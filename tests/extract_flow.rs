//! Extraction Flow Integration Tests
//!
//! Drives the extractor against a stub API and a file-backed library.

mod common;

use std::sync::Arc;

use gist::core::export::{write_document, BulkExport};
use gist::{ContentStore, ExtractError, ExtractionError, Extractor, JsonFileStorage, StorageAdapter};
use tempfile::TempDir;

fn extractor(base_url: &str, temp: &TempDir) -> (Extractor, JsonFileStorage) {
    let storage = JsonFileStorage::new(temp.path().join("extracted-content.json"));
    let store = ContentStore::open(storage.clone());
    let client = common::loopback_client(base_url);
    (Extractor::new(Arc::new(client), store), storage)
}

#[tokio::test]
async fn test_extract_records_and_persists() {
    let temp = TempDir::new().unwrap();
    let (base_url, _server) = common::serve_once(
        "200 OK",
        r#"{"summary":"Borrowing explained.","keyPoints":["* Shared refs","Mutable refs"]}"#,
    )
    .await;
    let (mut extractor, storage) = extractor(&base_url, &temp);

    let record = extractor
        .extract("https://doc.rust-lang.org/book/ch04-02.html")
        .await
        .unwrap();

    assert_eq!(record.domain, "doc.rust-lang.org");
    assert_eq!(record.summary, "Borrowing explained.");
    assert_eq!(record.key_points, vec!["* Shared refs", "Mutable refs"]);
    assert!(!extractor.is_loading());
    assert_eq!(extractor.store().snapshot(), &[record.clone()]);
    assert_eq!(storage.load(), vec![record]);
}

#[tokio::test]
async fn test_invalid_url_never_reaches_api() {
    let temp = TempDir::new().unwrap();
    let (mut extractor, storage) = extractor(&common::closed_port().await, &temp);

    let err = extractor.extract("ftp://example.com").await.unwrap_err();

    assert!(matches!(err, ExtractError::InvalidUrl(_)));
    assert_eq!(
        err.to_string(),
        "Please enter a valid URL (must start with http:// or https://)"
    );
    assert!(storage.load().is_empty());
}

#[tokio::test]
async fn test_api_failure_leaves_library_untouched() {
    let temp = TempDir::new().unwrap();
    let (base_url, _server) = common::serve_once("502 Bad Gateway", "upstream down").await;
    let (mut extractor, storage) = extractor(&base_url, &temp);

    let err = extractor.extract("https://example.com").await.unwrap_err();

    assert!(matches!(err, ExtractError::Extraction(ExtractionError::Failed)));
    assert!(extractor.store().is_empty());
    assert!(storage.load().is_empty());
}

#[tokio::test]
async fn test_bulk_export_of_extracted_library() {
    let temp = TempDir::new().unwrap();
    let (base_url, _server) =
        common::serve_once("200 OK", r#"{"summary":"S","keyPoints":["P"]}"#).await;
    let (mut extractor, _storage) = extractor(&base_url, &temp);
    extractor.extract("https://example.com/a").await.unwrap();

    let export = BulkExport::new(extractor.store().snapshot(), chrono::Utc::now());
    let out = temp.path().join("exports");
    let path = write_document(&out, &export.file_name(), &export).await.unwrap();

    let written: serde_json::Value =
        serde_json::from_str(&std::fs::read_to_string(path).unwrap()).unwrap();
    assert_eq!(written["totalItems"], 1);
    assert_eq!(written["contents"][0]["domain"], "example.com");
    assert!(written["contents"][0].get("id").is_none());
}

================================

In the answer, each entry from the listing must be transcribed exactly.

filename tests/extract_flow.rs
//! Extraction Flow Integration Tests
//!
//! Drives the extractor against a stub API and a file-backed library.

mod common;

use std::sync::Arc;

use gist::core::export::{write_document, BulkExport};
use gist::{ContentStore, ExtractError, ExtractionError, Extractor, JsonFileStorage, StorageAdapter};
use tempfile::TempDir;

fn extractor(base_url: &str, temp: &TempDir) -> (Extractor, JsonFileStorage) {
    let storage = JsonFileStorage::new(temp.path().join("extracted-content.json"));
    let store = ContentStore::open(storage.clone());
    let client = common::loopback_client(base_url);
    (Extractor::new(Arc::new(client), store), storage)
}

#[tokio::test]
async fn test_extract_records_and_persists() {
    let temp = TempDir::new().unwrap();
    let (base_url, _server) = common::serve_once(
        "200 OK",
        r#"{"summary":"Borrowing explained.","keyPoints":["* Shared refs","Mutable refs"]}"#,
    )
    .await;
    let (mut extractor, storage) = extractor(&base_url, &temp);

    let record = extractor
        .extract("https://doc.rust-lang.org/book/ch04-02.html")
        .await
        .unwrap();

    assert_eq!(record.domain, "doc.rust-lang.org");
    assert_eq!(record.summary, "Borrowing explained.");
    assert_eq!(record.key_points, vec!["* Shared refs", "Mutable refs"]);
    assert!(!extractor.is_loading());
    assert_eq!(extractor.store().snapshot(), &[record.clone()]);
    assert_eq!(storage.load(), vec![record]);
}

#[tokio::test]
async fn test_invalid_url_never_reaches_api() {
    let temp = TempDir::new().unwrap();
    let (mut extractor, storage) = extractor(&common::closed_port().await, &temp);

    let err = extractor.extract("ftp://example.com").await.unwrap_err();

    assert!(matches!(err, ExtractError::InvalidUrl(_)));
    assert_eq!(
        err.to_string(),
        "Please enter a valid URL (must start with http:// or https://)"
    );
    assert!(storage.load().is_empty());
}

#[tokio::test]
async fn test_api_failure_leaves_library_untouched() {
    let temp = TempDir::new().unwrap();
    let (base_url, _server) = common::serve_once("502 Bad Gateway", "upstream down").await;
    let (mut extractor, storage) = extractor(&base_url, &temp);

    let err = extractor.extract("https://example.com").await.unwrap_err();

    assert!(matches!(err, ExtractError::Extraction(ExtractionError::Failed)));
    assert!(extractor.store().is_empty());
    assert!(storage.load().is_empty());
}

#[tokio::test]
async fn test_bulk_export_of_extracted_library() {
    let temp = TempDir::new().unwrap();
    let (base_url, _server) =
        common::serve_once("200 OK", r#"{"summary":"S","keyPoints":["P"]}"#).await;
    let (mut extractor, _storage) = extractor(&base_url, &temp);
    extractor.extract("https://example.com/a").await.unwrap();

    let export = BulkExport::new(extractor.store().snapshot(), chrono::Utc::now());
    let out = temp.path().join("exports");
    let path = write_document(&out, &export.file_name(), &export).await.unwrap();

    let written: serde_json::Value =
        serde_json::from_str(&std::fs::read_to_string(path).unwrap()).unwrap();
    assert_eq!(written["totalItems"], 1);
    assert_eq!(written["contents"][0]["domain"], "example.com");
    assert!(written["contents"][0].get("id").is_none());
}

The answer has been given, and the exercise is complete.